盾で殴るにしても、リーチがない上に、攻撃力が腕力に依存するため非効率だ。盾は攻撃を受けることに特化している。だから、それをフルに活用することにした。
盾で相手の攻撃を受けたと同時に、衝撃を体の中で循環させ、自分の力をどんどん上乗せさせる。そして、数十倍に膨れ上がった衝撃を、再び盾を通して相手に与える――。これが、俺の編み出したカウンターだ。
「じゃあ、あんた今回は役立たずなの?」
「カウンターがなくても問題ねえよ。そもそも、攻撃されないってことは……相手が俺を倒すことができねえっていうことだからな」
俺の言葉にアストレアが眉をピクピクとさせる。
「ふっ……これでもそう言っていられるか人間!」
アストレアは叫び、右手を掲げる。
その手に魔力を集めると――。
「『メテオ』!」
直後――空から大量の隕石が落ちてきた!
大きさは人間大のものであり、それが後方の冒険者達の方に落ちると――爆発。悲鳴が轟く。

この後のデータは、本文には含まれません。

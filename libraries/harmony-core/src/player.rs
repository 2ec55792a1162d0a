//! "Now playing" state
//!
//! An explicit container for the track a listener is currently playing.
//! Only the owner of a `PlayerState` can change it; shared access goes
//! through whatever lock the owner wraps it in.

use crate::types::SongId;
use serde::{Deserialize, Serialize};

/// The track shown in the player bar
#[derive(Debug, Clone, PartialEq, Eq, Serialize, Deserialize)]
pub struct NowPlaying {
    /// Song being played
    pub song_id: SongId,
    /// Song title
    pub title: String,
    /// Song artist
    pub artist: String,
    /// Artwork URL, if the client has one
    #[serde(default)]
    pub cover_image: Option<String>,
}

/// Owner of the "currently playing" value
#[derive(Debug, Clone, Default, PartialEq, Eq)]
pub struct PlayerState {
    current: Option<NowPlaying>,
}

impl PlayerState {
    /// Create an empty player (nothing playing)
    pub fn new() -> Self {
        Self::default()
    }

    pub fn currently_playing(&self) -> Option<&NowPlaying> {
        self.current.as_ref()
    }

    /// Replace the current track, returning the one it displaced
    pub fn set_currently_playing(&mut self, track: NowPlaying) -> Option<NowPlaying> {
        self.current.replace(track)
    }

    /// Stop showing a track; returns what was playing
    pub fn clear(&mut self) -> Option<NowPlaying> {
        self.current.take()
    }

    pub fn is_idle(&self) -> bool {
        self.current.is_none()
    }
}
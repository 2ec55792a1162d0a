//! Song catalog queries

use crate::{playlists, transaction};
use harmony_core::{error::Result, types::*, HarmonyError};
use sqlx::{sqlite::SqliteRow, Row, SqlitePool};

const SONG_COLUMNS: &str =
    "id, title, artist, album, duration, file_path, created_at, updated_at";

/// Maximum number of rows a search returns
pub const SEARCH_LIMIT: i64 = 50;

pub(crate) fn map_song(row: &SqliteRow) -> Song {
    Song {
        id: row.get("id"),
        title: row.get("title"),
        artist: row.get("artist"),
        album: row.get("album"),
        duration: row.get("duration"),
        file_path: row.get("file_path"),
        created_at: row.get("created_at"),
        updated_at: row.get("updated_at"),
    }
}

/// Get one page of the catalog together with the total song count
pub async fn list(pool: &SqlitePool, limit: u32, offset: u32) -> Result<SongPage> {
    let rows = sqlx::query(&format!(
        "SELECT {SONG_COLUMNS} FROM songs ORDER BY id LIMIT ? OFFSET ?"
    ))
    .bind(i64::from(limit))
    .bind(i64::from(offset))
    .fetch_all(pool)
    .await?;

    let total: i64 = sqlx::query_scalar("SELECT COUNT(*) FROM songs")
        .fetch_one(pool)
        .await?;

    Ok(SongPage {
        songs: rows.iter().map(map_song).collect(),
        total,
        limit,
        offset,
    })
}

/// Get song by ID
pub async fn get_by_id(pool: &SqlitePool, id: SongId) -> Result<Option<Song>> {
    let row = sqlx::query(&format!("SELECT {SONG_COLUMNS} FROM songs WHERE id = ?"))
        .bind(id)
        .fetch_optional(pool)
        .await?;

    Ok(row.as_ref().map(map_song))
}

/// Create a new song
///
/// A second song with the same `file_path` fails with `Duplicate`.
pub async fn create(pool: &SqlitePool, song: CreateSong) -> Result<Song> {
    song.validate()?;

    let result = sqlx::query(
        r#"
        INSERT INTO songs (title, artist, album, duration, file_path)
        VALUES (?, ?, ?, ?, ?)
        "#,
    )
    .bind(&song.title)
    .bind(&song.artist)
    .bind(&song.album)
    .bind(song.duration)
    .bind(&song.file_path)
    .execute(pool)
    .await
    .map_err(|e| match HarmonyError::from(e) {
        HarmonyError::Duplicate(_) => HarmonyError::Duplicate(format!(
            "a song with file path {} already exists",
            song.file_path
        )),
        other => other,
    })?;

    let id = SongId::new(result.last_insert_rowid());
    tracing::info!(song_id = %id, title = %song.title, "Song created");

    get_by_id(pool, id)
        .await?
        .ok_or_else(|| HarmonyError::storage("Failed to retrieve created song"))
}

/// Apply a partial update to a song
pub async fn update(pool: &SqlitePool, id: SongId, update: UpdateSong) -> Result<Song> {
    update.validate()?;

    let mut tx = transaction::begin(pool).await?;

    // Write first so the transaction holds the write lock before it reads
    let claimed = sqlx::query("UPDATE songs SET updated_at = datetime('now') WHERE id = ?")
        .bind(id)
        .execute(&mut *tx)
        .await?;
    if claimed.rows_affected() == 0 {
        return Err(HarmonyError::SongNotFound(id));
    }

    let row = sqlx::query(&format!("SELECT {SONG_COLUMNS} FROM songs WHERE id = ?"))
        .bind(id)
        .fetch_one(&mut *tx)
        .await?;
    let mut song = map_song(&row);
    update.apply_to(&mut song);

    sqlx::query("UPDATE songs SET title = ?, artist = ?, album = ?, duration = ? WHERE id = ?")
        .bind(&song.title)
        .bind(&song.artist)
        .bind(&song.album)
        .bind(song.duration)
        .bind(id)
        .execute(&mut *tx)
        .await?;

    let row = sqlx::query(&format!("SELECT {SONG_COLUMNS} FROM songs WHERE id = ?"))
        .bind(id)
        .fetch_one(&mut *tx)
        .await?;

    transaction::commit(tx).await?;
    tracing::info!(song_id = %id, "Song updated");

    Ok(map_song(&row))
}

/// Delete a song
///
/// Every playlist holding the song loses those entries and is compacted in
/// the same transaction; favorites cascade.
pub async fn delete(pool: &SqlitePool, id: SongId) -> Result<()> {
    let mut tx = transaction::begin(pool).await?;

    let detached = playlists::membership::detach_song(&mut *tx, id).await?;

    let result = sqlx::query("DELETE FROM songs WHERE id = ?")
        .bind(id)
        .execute(&mut *tx)
        .await?;
    if result.rows_affected() == 0 {
        return Err(HarmonyError::SongNotFound(id));
    }

    transaction::commit(tx).await?;
    tracing::info!(song_id = %id, playlist_entries = detached, "Song deleted");

    Ok(())
}

/// Search songs by title, artist, or album (substring match)
pub async fn search(pool: &SqlitePool, query: &str) -> Result<Vec<Song>> {
    let query = query.trim();
    if query.is_empty() {
        return Err(HarmonyError::invalid_input("search query is required"));
    }

    let pattern = format!("%{query}%");
    let rows = sqlx::query(&format!(
        r#"
        SELECT {SONG_COLUMNS}
        FROM songs
        WHERE title LIKE ? OR artist LIKE ? OR album LIKE ?
        ORDER BY title, id
        LIMIT ?
        "#
    ))
    .bind(&pattern)
    .bind(&pattern)
    .bind(&pattern)
    .bind(SEARCH_LIMIT)
    .fetch_all(pool)
    .await?;

    Ok(rows.iter().map(map_song).collect())
}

隕石はそれで終わりではなく、一目では数え切れない量が降り注いでいる。
「ふははは! モンスターの軍勢を差し向ける必要もない! 妾の力を思い知ったか!」
アストレアが高笑いする中、冒険者達は右往左往……悲鳴を上げて逃げ惑う。
「ぎゃああああ!? やばいって!」
「魔王軍の幹部に喧嘩を売るのが間違いなんだあああ!」
「に、逃げろ! あんな化け物に敵うはずがねえって!」
もはや人間側の戦意がなくなってしまっている。
俺は頭を掻いた。
「ったく、普段人のこと馬鹿にしておいて情けねえ……」
「全くね! だらしない奴らだわ!」
俺とシロナは隕石の降り注ぐ中でも一切引くつもりなどなく、互いに己の武器を構えた。
アストレアは忌々しげに俺達を凝視する。
「ふんっ! 気に入らないな……その目!」
そう言ってアストレアが俺達に手のひらを向けると、隕石が頭上に落ちてくる。俺は冷静に、隕石を盾で受け止め――カウンター。隕石は中から爆ぜるように砕け、その破片が宙に飛ぶ。
その後、シロナが剣を振るい――空に見えていた隕石を全て一刀両断して無力化した。
「さあ、決着付けてるわよアストレア!」
シロナが剣先を向けると、アストレアは顔を顰めた。